The first purpose of Evidence-Based Investing (EBI) is to provide a template that, laid across the spectrum of topics confronting today’s investor, provides clear and simple principles that make it possible to better evaluate the wisdom of investment advice. EBI offers a way to answer investment questions in a systematic, analytical, and scientific manner as described below.

Evidence-Based Investing (EBI) Steps: 1) Eliminate Meaningless. 2) Ask Meaningful Questions. 3) Apply the Evidence. 4) Monitor for Effectiveness.




Step One: Eliminate Meaningless Questions

In Evidence-Based Investing, the only good question is one that can be verified. For example, consider the following question:

“Did the market decline today out of concern over Iranian oil production?”

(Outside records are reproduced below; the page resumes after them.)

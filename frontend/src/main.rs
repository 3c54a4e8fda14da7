use shared::{AuthResponse, ClientConfig};
use wasm_bindgen_futures::spawn_local;
use yew::prelude::*;

mod components;
mod hooks;
mod page;
mod services;

use components::{
    Activities, ActivityDetail, Dashboard, ErrorPage, Favorites, Home, LoginForm, Navbar,
    PlaceDetailView, Profile, PublicProfileView, RegisterForm, TripDetail,
};
use hooks::use_session::use_session;
use page::Page;
use services::api::ApiClient;
use services::logging::Logger;

/// Compile-time overrides; an unusable API URL falls back to the defaults
fn client_config() -> ClientConfig {
    match ClientConfig::with_overrides(option_env!("TRAVELMAP_API_URL"), option_env!("TRAVELMAP_GEONAMES_USER")) {
        Ok(config) => config,
        Err(e) => {
            Logger::error_with_component("app", &format!("Ignoring TRAVELMAP_API_URL: {}", e));
            ClientConfig::default()
        }
    }
}

#[function_component(App)]
fn app() -> Html {
    let session = use_session();
    let page = use_state(|| Page::Home);
    let config = use_memo((), |_| client_config());

    let token = session.state.token();
    let api_client = use_memo(token, {
        let config = config.clone();
        move |token| ApiClient::new((*config).clone()).with_token(token.clone())
    });
    let api_client = (*api_client).clone();

    // Check backend connectivity once on startup
    use_effect_with((), {
        let api_client = api_client.clone();
        move |_| {
            spawn_local(async move {
                match api_client.ping().await {
                    Ok(()) => Logger::info_with_component("app", &format!("✅ Backend reachable at {}", api_client.config().api_base_url)),
                    Err(e) => Logger::warn_with_component("app", &format!("⚠️ Backend not reachable: {}", e)),
                }
            });
            || ()
        }
    });

    // Pick up the server-side avatar once per signed-in user, without surfacing errors
    let user_id = session.state.session.as_ref().map(|s| s.user.id);
    use_effect_with(user_id, {
        let api_client = api_client.clone();
        let update_avatar = session.actions.update_avatar.clone();
        move |user_id: &Option<i64>| {
            if user_id.is_some() {
                spawn_local(async move {
                    match api_client.get_profile_detail().await {
                        Ok(detail) => {
                            if let Some(path) = detail.avatar_path() {
                                update_avatar.emit(path.to_string());
                            }
                        }
                        Err(e) => Logger::debug_with_component("app", &format!("Avatar not loaded: {}", e)),
                    }
                });
            }
            || ()
        }
    });

    let on_navigate = {
        let page = page.clone();
        Callback::from(move |target: Page| {
            Logger::debug_with_component("app", &format!("Navigating to {:?}", target));
            page.set(target);
        })
    };

    let on_unauthorized = {
        let page = page.clone();
        let expire = session.actions.expire.clone();
        Callback::from(move |_: ()| {
            expire.emit(());
            page.set(Page::Login);
        })
    };

    let on_authenticated = {
        let page = page.clone();
        let sign_in = session.actions.sign_in.clone();
        Callback::from(move |response: AuthResponse| {
            sign_in.emit(response);
            page.set(Page::Home);
        })
    };

    let on_logout = {
        let page = page.clone();
        let logout = session.actions.logout.clone();
        Callback::from(move |_: ()| {
            logout.emit(());
            page.set(Page::Home);
        })
    };

    let user = session.state.session.as_ref().map(|s| s.user.clone());
    let current = if page.requires_auth() && user.is_none() {
        Page::Login
    } else {
        (*page).clone()
    };

    let content = match (&current, user.clone()) {
        (Page::Home, _) => html! {
            <Home api_client={api_client.clone()} on_navigate={on_navigate.clone()} />
        },
        (Page::Login, _) => html! {
            <LoginForm
                api_client={api_client.clone()}
                on_login={on_authenticated.clone()}
                on_navigate={on_navigate.clone()}
                session_expired={session.state.expired}
            />
        },
        (Page::Register, _) => html! {
            <RegisterForm api_client={api_client.clone()} on_register={on_authenticated.clone()} on_navigate={on_navigate.clone()} />
        },
        (Page::Dashboard, Some(_)) => html! {
            <Dashboard api_client={api_client.clone()} on_navigate={on_navigate.clone()} on_unauthorized={on_unauthorized.clone()} />
        },
        (Page::Activities, Some(user)) => html! {
            <Activities api_client={api_client.clone()} {user} on_navigate={on_navigate.clone()} on_unauthorized={on_unauthorized.clone()} />
        },
        (Page::ActivityDetail(id), user) => html! {
            <ActivityDetail
                api_client={api_client.clone()}
                activity_id={*id}
                {user}
                on_navigate={on_navigate.clone()}
                on_unauthorized={on_unauthorized.clone()}
            />
        },
        (Page::PlaceDetail(id), _) => html! {
            <PlaceDetailView
                api_client={api_client.clone()}
                place_id={*id}
                on_navigate={on_navigate.clone()}
                on_unauthorized={on_unauthorized.clone()}
            />
        },
        (Page::TripDetail(id), _) => html! {
            <TripDetail api_client={api_client.clone()} trip_id={*id} on_navigate={on_navigate.clone()} />
        },
        (Page::Favorites, Some(_)) => html! {
            <Favorites api_client={api_client.clone()} on_navigate={on_navigate.clone()} on_unauthorized={on_unauthorized.clone()} />
        },
        (Page::Profile, Some(user)) => html! {
            <Profile
                api_client={api_client.clone()}
                {user}
                on_navigate={on_navigate.clone()}
                on_unauthorized={on_unauthorized.clone()}
                on_avatar={session.actions.update_avatar.clone()}
            />
        },
        (Page::PublicProfile(id), _) => html! {
            <PublicProfileView api_client={api_client.clone()} user_id={*id} on_navigate={on_navigate.clone()} />
        },
        _ => html! { <ErrorPage code={404} on_navigate={on_navigate.clone()} /> },
    };

    html! {
        <div class="app">
            <Navbar
                user={user}
                theme={session.state.theme}
                current={current.clone()}
                media_root={config.media_root.clone()}
                on_navigate={on_navigate.clone()}
                on_logout={on_logout}
                on_toggle_theme={session.actions.toggle_theme.clone()}
            />
            <main class="container">
                {content}
            </main>
            <footer class="footer">
                <p>{"© TravelMap : carnet de voyages"}</p>
            </footer>
        </div>
    }
}

fn main() {
    yew::Renderer::<App>::new().render();
}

There would be no way to irrefutably verify either a positive or a negative answer to this question. There are countless unverifiable questions and statements that dominate investment news on a daily basis. This brings to light the importance of the next step in EBI – the need to develop the right questions.

Step Two: Ask Meaningful Questions

Meaningful questions need to be formulated. That means asking questions that can be proven or disproven with reference to evidence. The questions must also have significance for the individual investor. This requires the experience and knowledge of an objective financial advisory team.

Step Three: Apply the Evidence

Once the right questions have been asked evidence can be applied to solve problems and integrate both advisor expertise and the individual investor’s values and goals.

Step Four: Monitor the Effectiveness

The final step in EBI is evaluating the effectiveness and efficiency of the process. This involves closely analyzing portfolio performance(after all costs) and revisiting the investor’s goals and values.

Effective monitoring presumes that the advisor is compensated in a manner in which they are able to maintain objectivity.

Data obtained must be applied in the context of an individual’s goals, needs, and circumstances. In this way, empirical research becomes more relevant to practical investing, and practical investing is backed by solid theory and economic knowledge. As a result, our EBI investment philosophy is designed to engineer broad, globally diversified portfolios that minimize risk and maximize after-tax return.

EBI is also an important part of the investor/advisor relationship we call The Building Ideal Futures ProcessSM:

  1. Determine What's Important
  2. Review Current Plan & Portfolio
  3. Develop Plan
  4. Implement & Coordinate Plan
  5. Conduct Review Sessions

EBI is part of step 4 of The Building Ideal Futures ProcessSM where an effective investment strategy needs to be implemented to assure clients earn an appropriate return for the level of risk they can afford. The end result is a time-tested and common sense approach. We provide investors access to an evidence-based portfolio option along with proactive and customized planning advice. Read more about the value of evidence in investing in a recent article in Worth Magazine featuring Brent Brodeski.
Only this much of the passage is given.